ABOUT THIS EXERCISE -> Using the data that follows, return exactly the lines from the one that contains "mod compare;" through the one that contains "Null, never orderable.", ends included.

MATERIAL FOR THIS EXERCISE ->
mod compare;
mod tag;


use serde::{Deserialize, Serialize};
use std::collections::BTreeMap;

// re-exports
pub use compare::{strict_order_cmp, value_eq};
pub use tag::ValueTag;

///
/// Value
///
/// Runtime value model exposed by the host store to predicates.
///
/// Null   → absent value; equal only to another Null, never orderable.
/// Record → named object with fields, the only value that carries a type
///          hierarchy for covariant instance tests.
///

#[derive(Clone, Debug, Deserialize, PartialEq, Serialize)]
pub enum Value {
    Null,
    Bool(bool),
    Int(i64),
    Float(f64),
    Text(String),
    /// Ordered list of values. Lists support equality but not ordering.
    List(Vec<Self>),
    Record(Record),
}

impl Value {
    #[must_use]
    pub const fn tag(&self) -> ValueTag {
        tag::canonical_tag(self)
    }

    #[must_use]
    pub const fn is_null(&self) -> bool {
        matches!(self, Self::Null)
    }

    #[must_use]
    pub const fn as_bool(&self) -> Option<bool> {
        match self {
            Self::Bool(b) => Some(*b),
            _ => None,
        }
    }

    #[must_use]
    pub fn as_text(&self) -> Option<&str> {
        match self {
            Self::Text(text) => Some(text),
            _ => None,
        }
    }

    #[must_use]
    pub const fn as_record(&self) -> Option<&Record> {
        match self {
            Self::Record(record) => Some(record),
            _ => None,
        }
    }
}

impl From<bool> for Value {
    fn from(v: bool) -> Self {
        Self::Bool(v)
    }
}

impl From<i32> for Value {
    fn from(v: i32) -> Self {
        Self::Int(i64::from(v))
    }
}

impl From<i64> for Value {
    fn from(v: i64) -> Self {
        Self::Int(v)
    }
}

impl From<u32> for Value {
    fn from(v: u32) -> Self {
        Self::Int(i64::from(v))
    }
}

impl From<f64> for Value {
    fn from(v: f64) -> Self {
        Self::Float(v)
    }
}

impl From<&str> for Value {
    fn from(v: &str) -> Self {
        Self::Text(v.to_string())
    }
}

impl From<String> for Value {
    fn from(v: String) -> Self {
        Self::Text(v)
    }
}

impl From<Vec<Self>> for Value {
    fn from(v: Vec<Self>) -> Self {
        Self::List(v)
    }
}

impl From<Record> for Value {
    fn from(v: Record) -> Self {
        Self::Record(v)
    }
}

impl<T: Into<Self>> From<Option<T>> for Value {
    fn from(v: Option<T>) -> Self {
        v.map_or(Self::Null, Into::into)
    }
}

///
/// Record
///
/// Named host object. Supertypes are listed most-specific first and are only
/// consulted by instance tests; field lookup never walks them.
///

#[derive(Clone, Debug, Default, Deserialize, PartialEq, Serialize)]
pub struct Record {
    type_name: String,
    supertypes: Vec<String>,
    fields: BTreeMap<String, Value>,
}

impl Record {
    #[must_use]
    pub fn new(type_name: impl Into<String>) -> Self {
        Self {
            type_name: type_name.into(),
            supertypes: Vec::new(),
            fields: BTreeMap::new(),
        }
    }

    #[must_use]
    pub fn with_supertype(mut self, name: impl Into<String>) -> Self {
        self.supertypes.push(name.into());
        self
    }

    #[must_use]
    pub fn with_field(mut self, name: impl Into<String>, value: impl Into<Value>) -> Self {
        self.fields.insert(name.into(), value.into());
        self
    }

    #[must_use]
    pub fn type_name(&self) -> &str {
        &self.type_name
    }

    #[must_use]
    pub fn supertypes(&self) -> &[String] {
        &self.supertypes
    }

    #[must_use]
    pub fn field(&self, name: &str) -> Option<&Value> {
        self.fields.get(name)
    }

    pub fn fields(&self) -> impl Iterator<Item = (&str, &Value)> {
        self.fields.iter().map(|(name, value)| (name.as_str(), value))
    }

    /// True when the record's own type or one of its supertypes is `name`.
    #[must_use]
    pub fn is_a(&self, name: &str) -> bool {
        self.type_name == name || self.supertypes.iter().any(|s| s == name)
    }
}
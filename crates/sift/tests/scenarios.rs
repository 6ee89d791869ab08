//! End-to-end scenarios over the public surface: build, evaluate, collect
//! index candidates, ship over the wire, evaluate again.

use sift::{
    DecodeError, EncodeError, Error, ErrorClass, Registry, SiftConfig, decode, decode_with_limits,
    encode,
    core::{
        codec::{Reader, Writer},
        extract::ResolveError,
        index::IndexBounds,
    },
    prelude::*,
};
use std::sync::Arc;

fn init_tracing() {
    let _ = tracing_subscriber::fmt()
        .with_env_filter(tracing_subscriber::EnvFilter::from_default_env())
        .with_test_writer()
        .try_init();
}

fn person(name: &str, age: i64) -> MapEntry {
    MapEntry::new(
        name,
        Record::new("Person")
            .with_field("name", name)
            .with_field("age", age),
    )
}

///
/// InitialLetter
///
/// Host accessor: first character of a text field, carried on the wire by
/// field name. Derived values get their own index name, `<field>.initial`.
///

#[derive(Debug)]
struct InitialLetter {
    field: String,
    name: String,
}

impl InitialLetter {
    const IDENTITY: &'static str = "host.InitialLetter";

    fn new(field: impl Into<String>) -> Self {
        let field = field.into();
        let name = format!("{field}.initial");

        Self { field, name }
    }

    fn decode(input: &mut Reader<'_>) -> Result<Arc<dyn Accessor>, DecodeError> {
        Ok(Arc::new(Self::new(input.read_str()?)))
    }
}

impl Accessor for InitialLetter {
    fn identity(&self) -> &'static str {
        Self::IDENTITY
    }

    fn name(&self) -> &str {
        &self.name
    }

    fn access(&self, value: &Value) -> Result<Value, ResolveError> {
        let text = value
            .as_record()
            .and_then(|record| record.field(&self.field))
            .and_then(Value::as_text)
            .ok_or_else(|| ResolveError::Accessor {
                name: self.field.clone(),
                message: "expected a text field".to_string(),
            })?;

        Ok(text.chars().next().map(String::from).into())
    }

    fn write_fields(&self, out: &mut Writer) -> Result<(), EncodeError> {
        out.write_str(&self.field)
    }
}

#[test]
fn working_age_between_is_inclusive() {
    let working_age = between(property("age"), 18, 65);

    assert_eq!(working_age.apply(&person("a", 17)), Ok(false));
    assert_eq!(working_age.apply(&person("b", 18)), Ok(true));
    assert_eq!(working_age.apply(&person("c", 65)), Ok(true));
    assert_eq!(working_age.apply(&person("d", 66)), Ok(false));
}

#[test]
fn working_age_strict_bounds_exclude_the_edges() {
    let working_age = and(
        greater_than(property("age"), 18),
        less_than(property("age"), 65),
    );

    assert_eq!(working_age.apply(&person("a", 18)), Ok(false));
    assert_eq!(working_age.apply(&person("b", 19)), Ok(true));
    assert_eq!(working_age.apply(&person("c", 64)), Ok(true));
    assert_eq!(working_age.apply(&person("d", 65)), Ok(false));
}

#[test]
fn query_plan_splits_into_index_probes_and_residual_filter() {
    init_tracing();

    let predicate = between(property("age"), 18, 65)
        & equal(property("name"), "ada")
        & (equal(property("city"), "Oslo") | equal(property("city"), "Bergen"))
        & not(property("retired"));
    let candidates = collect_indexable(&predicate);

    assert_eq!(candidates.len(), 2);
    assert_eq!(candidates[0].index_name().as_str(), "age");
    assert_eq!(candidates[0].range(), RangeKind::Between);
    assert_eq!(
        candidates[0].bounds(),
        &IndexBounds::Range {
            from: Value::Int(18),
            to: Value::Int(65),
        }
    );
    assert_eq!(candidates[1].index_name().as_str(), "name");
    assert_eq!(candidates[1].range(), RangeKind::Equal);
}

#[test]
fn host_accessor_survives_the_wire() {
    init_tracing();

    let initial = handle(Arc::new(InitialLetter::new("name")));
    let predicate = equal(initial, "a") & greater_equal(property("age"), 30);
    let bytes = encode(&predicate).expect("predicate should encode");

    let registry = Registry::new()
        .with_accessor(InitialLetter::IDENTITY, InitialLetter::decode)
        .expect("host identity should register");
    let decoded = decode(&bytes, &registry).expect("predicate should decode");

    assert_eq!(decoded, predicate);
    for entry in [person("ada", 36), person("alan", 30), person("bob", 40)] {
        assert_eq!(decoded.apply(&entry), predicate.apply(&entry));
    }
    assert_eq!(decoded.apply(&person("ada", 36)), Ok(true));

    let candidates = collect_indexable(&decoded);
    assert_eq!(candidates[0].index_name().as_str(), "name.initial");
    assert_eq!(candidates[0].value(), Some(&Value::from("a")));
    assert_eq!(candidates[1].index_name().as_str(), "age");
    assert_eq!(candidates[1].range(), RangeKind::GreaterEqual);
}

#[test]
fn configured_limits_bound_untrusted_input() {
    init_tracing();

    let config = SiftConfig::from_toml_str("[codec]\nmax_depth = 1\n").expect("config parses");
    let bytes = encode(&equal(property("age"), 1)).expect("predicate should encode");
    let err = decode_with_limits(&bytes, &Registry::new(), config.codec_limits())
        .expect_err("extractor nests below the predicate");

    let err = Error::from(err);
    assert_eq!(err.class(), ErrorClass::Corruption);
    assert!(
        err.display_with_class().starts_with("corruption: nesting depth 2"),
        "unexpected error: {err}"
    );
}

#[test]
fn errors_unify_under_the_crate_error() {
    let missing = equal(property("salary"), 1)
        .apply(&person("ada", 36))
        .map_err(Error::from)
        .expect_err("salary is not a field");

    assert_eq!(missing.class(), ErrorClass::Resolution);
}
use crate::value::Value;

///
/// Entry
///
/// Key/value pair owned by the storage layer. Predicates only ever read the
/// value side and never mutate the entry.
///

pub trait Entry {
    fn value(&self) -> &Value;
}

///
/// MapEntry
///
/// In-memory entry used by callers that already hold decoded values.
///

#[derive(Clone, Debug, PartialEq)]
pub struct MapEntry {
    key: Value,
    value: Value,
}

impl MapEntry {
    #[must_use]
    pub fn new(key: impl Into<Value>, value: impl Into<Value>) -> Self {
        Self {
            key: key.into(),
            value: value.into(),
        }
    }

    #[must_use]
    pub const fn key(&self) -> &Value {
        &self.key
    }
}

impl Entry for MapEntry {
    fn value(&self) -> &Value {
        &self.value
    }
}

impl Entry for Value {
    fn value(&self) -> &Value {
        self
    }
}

==

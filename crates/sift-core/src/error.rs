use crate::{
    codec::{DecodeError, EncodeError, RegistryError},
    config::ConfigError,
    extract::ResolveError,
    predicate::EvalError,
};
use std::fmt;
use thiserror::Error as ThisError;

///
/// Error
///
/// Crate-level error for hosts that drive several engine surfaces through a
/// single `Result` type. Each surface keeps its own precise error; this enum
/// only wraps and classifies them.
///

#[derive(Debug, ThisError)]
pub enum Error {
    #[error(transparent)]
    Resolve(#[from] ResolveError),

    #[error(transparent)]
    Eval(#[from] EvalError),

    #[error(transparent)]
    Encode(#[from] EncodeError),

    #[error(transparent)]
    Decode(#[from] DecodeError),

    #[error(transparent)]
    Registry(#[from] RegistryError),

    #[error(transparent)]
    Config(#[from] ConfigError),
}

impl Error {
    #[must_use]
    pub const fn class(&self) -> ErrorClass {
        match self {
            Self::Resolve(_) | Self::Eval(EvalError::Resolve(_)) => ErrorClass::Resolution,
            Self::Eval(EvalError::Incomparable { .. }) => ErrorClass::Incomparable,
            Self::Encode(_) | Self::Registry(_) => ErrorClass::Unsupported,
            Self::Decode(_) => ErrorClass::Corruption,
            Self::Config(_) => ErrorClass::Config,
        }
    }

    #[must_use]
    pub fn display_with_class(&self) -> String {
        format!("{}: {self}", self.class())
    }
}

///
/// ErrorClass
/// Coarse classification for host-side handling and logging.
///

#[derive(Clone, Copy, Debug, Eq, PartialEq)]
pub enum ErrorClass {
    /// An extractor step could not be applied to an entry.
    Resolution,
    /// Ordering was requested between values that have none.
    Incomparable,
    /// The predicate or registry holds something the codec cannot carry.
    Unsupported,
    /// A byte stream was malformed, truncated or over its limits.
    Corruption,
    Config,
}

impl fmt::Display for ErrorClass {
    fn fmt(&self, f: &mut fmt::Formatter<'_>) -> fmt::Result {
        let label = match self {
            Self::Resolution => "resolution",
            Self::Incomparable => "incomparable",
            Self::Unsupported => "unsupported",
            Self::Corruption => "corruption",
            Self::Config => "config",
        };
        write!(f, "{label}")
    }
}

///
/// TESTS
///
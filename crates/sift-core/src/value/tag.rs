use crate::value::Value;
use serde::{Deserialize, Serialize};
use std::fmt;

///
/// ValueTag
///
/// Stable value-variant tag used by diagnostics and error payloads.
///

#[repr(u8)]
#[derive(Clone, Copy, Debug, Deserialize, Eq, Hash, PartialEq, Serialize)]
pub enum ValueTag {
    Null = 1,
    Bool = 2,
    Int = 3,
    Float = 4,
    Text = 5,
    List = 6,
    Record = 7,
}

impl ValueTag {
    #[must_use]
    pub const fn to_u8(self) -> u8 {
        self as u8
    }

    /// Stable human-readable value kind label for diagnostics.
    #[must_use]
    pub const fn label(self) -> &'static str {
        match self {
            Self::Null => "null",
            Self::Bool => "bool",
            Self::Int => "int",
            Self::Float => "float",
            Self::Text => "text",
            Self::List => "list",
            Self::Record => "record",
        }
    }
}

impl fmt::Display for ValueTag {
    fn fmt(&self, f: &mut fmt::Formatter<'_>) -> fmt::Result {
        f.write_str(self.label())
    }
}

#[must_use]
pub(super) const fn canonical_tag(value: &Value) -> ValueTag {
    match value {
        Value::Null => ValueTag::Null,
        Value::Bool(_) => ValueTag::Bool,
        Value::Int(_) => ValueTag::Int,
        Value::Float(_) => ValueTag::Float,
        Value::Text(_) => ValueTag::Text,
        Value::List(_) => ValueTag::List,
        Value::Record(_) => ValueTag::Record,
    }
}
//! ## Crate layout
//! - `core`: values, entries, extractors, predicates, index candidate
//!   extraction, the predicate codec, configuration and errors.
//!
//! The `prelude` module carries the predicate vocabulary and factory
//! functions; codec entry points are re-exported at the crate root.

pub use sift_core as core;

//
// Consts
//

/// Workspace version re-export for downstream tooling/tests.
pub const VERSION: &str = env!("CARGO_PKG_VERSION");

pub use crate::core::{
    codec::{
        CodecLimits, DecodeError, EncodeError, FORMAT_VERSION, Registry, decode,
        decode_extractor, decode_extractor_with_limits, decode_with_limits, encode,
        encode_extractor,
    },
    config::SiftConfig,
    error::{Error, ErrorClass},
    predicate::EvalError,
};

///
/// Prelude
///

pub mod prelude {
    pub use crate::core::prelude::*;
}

...

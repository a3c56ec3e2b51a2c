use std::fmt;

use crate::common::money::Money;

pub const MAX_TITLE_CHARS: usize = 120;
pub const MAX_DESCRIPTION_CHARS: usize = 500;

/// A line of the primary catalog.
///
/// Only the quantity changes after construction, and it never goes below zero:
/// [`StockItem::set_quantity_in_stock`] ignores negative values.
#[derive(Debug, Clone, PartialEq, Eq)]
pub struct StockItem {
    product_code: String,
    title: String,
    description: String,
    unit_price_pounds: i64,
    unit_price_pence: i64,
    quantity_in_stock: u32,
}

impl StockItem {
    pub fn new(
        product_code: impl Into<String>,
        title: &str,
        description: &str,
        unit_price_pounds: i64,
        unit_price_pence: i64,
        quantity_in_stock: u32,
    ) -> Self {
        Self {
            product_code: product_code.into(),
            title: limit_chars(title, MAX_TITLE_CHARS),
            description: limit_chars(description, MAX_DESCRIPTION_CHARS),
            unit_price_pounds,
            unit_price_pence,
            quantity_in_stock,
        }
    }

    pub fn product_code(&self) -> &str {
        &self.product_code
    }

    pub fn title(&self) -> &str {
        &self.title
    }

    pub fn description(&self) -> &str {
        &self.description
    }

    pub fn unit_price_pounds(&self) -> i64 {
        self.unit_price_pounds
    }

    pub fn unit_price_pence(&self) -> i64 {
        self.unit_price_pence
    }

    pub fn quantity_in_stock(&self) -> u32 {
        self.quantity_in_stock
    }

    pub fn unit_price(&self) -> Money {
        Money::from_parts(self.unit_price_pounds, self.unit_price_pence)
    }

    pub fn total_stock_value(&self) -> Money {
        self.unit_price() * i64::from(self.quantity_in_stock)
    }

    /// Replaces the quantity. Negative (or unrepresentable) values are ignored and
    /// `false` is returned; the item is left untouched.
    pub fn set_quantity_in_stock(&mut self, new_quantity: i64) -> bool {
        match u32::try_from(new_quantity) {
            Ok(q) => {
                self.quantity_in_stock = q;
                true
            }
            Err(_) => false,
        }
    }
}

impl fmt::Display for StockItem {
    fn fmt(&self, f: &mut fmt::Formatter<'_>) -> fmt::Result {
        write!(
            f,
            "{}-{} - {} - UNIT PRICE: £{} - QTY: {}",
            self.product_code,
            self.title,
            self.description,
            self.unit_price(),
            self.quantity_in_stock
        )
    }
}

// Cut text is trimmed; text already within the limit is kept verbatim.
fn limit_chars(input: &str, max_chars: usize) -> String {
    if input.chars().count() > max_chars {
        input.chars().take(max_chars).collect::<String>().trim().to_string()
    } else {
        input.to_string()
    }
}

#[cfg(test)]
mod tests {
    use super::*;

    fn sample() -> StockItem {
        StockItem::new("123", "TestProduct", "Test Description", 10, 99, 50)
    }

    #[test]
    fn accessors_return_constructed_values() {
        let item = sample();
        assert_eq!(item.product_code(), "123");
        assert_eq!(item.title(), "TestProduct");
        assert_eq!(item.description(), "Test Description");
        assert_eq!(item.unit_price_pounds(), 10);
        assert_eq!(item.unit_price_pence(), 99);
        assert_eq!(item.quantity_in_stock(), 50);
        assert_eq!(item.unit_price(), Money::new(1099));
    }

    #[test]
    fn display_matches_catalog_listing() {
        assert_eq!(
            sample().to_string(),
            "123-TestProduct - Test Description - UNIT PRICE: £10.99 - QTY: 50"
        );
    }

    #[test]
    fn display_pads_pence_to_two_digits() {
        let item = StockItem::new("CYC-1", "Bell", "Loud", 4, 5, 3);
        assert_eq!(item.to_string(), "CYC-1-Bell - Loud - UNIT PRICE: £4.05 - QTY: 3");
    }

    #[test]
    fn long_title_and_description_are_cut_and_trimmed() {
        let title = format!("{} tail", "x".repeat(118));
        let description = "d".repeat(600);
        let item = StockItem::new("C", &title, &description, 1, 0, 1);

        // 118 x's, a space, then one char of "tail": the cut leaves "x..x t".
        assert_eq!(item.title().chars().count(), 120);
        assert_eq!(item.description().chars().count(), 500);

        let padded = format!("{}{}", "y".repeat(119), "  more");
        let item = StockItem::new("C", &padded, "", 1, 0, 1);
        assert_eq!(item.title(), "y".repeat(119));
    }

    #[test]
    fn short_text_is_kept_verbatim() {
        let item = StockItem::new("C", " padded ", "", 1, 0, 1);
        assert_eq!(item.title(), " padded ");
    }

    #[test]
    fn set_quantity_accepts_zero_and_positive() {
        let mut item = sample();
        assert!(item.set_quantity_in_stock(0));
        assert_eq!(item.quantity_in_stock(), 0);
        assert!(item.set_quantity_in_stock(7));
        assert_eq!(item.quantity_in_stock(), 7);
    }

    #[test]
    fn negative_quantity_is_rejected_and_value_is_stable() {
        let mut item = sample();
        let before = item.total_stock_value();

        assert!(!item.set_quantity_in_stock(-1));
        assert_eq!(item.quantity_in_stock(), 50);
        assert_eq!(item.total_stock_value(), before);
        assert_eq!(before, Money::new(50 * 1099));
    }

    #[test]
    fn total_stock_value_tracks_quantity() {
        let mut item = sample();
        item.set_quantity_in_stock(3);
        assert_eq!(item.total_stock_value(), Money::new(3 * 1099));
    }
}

RESULT FOR THIS TASK ->
mod compare;
mod tag;


use serde::{Deserialize, Serialize};
use std::collections::BTreeMap;

// re-exports
pub use compare::{strict_order_cmp, value_eq};
pub use tag::ValueTag;

///
/// Value
///
/// Runtime value model exposed by the host store to predicates.
///
/// Null   → absent value; equal only to another Null, never orderable.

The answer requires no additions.